Netherlands Heart Journal | 2015
L. De Roeck; L. Riahi; S. Wijchers; Dirk Stockman; Y. De Greef; B. Schwagten
Transseptal puncture is the most commonly used technique to perform electrophysiological procedures in the left atrium. This case report describes a pulmonary vein isolation in a patient with a paroxysmal atrial fibrillation, complicated by the presence of an oversized Amplatzer device (AGA Medical Corp., Golden Valley, MN).
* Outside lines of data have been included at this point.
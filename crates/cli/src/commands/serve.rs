//! `tabsplit serve` — run the HTTP gateway.

use tabsplit_config::AppConfig;

pub async fn run(port: Option<u16>) -> Result<(), Box<dyn std::error::Error>> {
    let mut config = AppConfig::load().map_err(|e| format!("Failed to load config: {e}"))?;

    if let Some(port) = port {
        config.gateway.port = port;
    }

    if !config.has_api_key() {
        print_api_key_help();
        return Err("No API key found. See above for setup instructions.".into());
    }

    tabsplit_gateway::start(config).await
}

pub(crate) fn print_api_key_help() {
    eprintln!();
    eprintln!("  ERROR: No API key configured!");
    eprintln!();
    eprintln!("  Set one of these environment variables:");
    eprintln!("    ANTHROPIC_API_KEY=sk-ant-...   (recommended)");
    eprintln!("    OPENAI_API_KEY=sk-...          (for OpenAI-compatible backends)");
    eprintln!("    TABSPLIT_API_KEY=...           (generic)");
    eprintln!();
    eprintln!("  Or add it to your config file:");
    eprintln!("    {}", AppConfig::config_dir().join("config.toml").display());
    eprintln!();
}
A retrograde approach using the magnetic navigation system (Niobe, Stereotaxis Inc., St Louis, USA) was performed, and showed to provide a feasible, safe and successful alternative for catheter ablation of cardiac arrhythmias in patients in whom the classic transseptal approach is impossible.
Europace | 2018
Yves De Greef; Edwin Ströker; Bruno Schwagten; Kaspars Kupics; Jeroen De Cocker; Gian-Battista Chierchia; Carlo de Asmundis; Dirk Stockman; Ian Buysschaert
Aims To define predictors of complications of pulmonary vein isolation (PVI) and compare safety between different ablation techniques. Methods and results One thousand patients with atrial fibrillation (AF) (age 60 ± 10, 72% males, CHA2DS2-VASc score 1 ± 1) underwent PVI using various techniques: conventional PVI (CPVI) using mapping with irrigated point-per-point RF ablation (n = 576), multi-electrode RF ablation with the pulmonary vein ablation catheter (PVAC) (n = 272) or high density mesh ablator (HDMA) (n = 59) and cryoballoon (CB) ablation (n = 93). A complication was defined as any procedure-related adverse event resulting in permanent injury or death, requiring intervention or treatment, or prolonging/requiring hospitalization for >48 h. A total of 105 (10.5%) complications occurred in 101 (10.1%) patients. No periprocedural death occurred. Most frequent complications were vascular complications (4%) and pericarditis (3.1%). Seven patients experienced permanent deficit due to PV stenosis (n = 3, 1 CPVI, 2 PVAC) (n = 3) and phrenic nerve palsy (PNP) (n = 4, 3 CPVI, 1 PVAC). Independent predictors of complications were female sex [odds ratio (OR) = 1.73; 95% confidence interval (CI) 1.08-2.79; P = 0.023], CHA2DS2-VASc score (OR = 1.24; 95% CI 1.01-1.52; P = 0.039), and ablation technique (P = 0.006) in multivariable-adjusted analysis. Among the different techniques, CB (P = 0.047) and PVAC ablation (P = 0.003) had lowest overall complication rates. Complication profile (type/severity) differed between techniques (association between CB and PNP, CPVI and pericardial injury, PVAC and transient ischaemic attack/PV stenosis). Conclusion Overall complication rate of PVI with various techniques is 10.5%. Permanent deficit occurred only after PVAC and CPVI in 0.7% of patients. Female sex and a higher CHA2DS2-VASc score increase, while PVAC and CB-PVI decrease, overall risk. Differences in overall safety and individual complication profile make selection of the ablation technique in relation to clinical risk profile possible.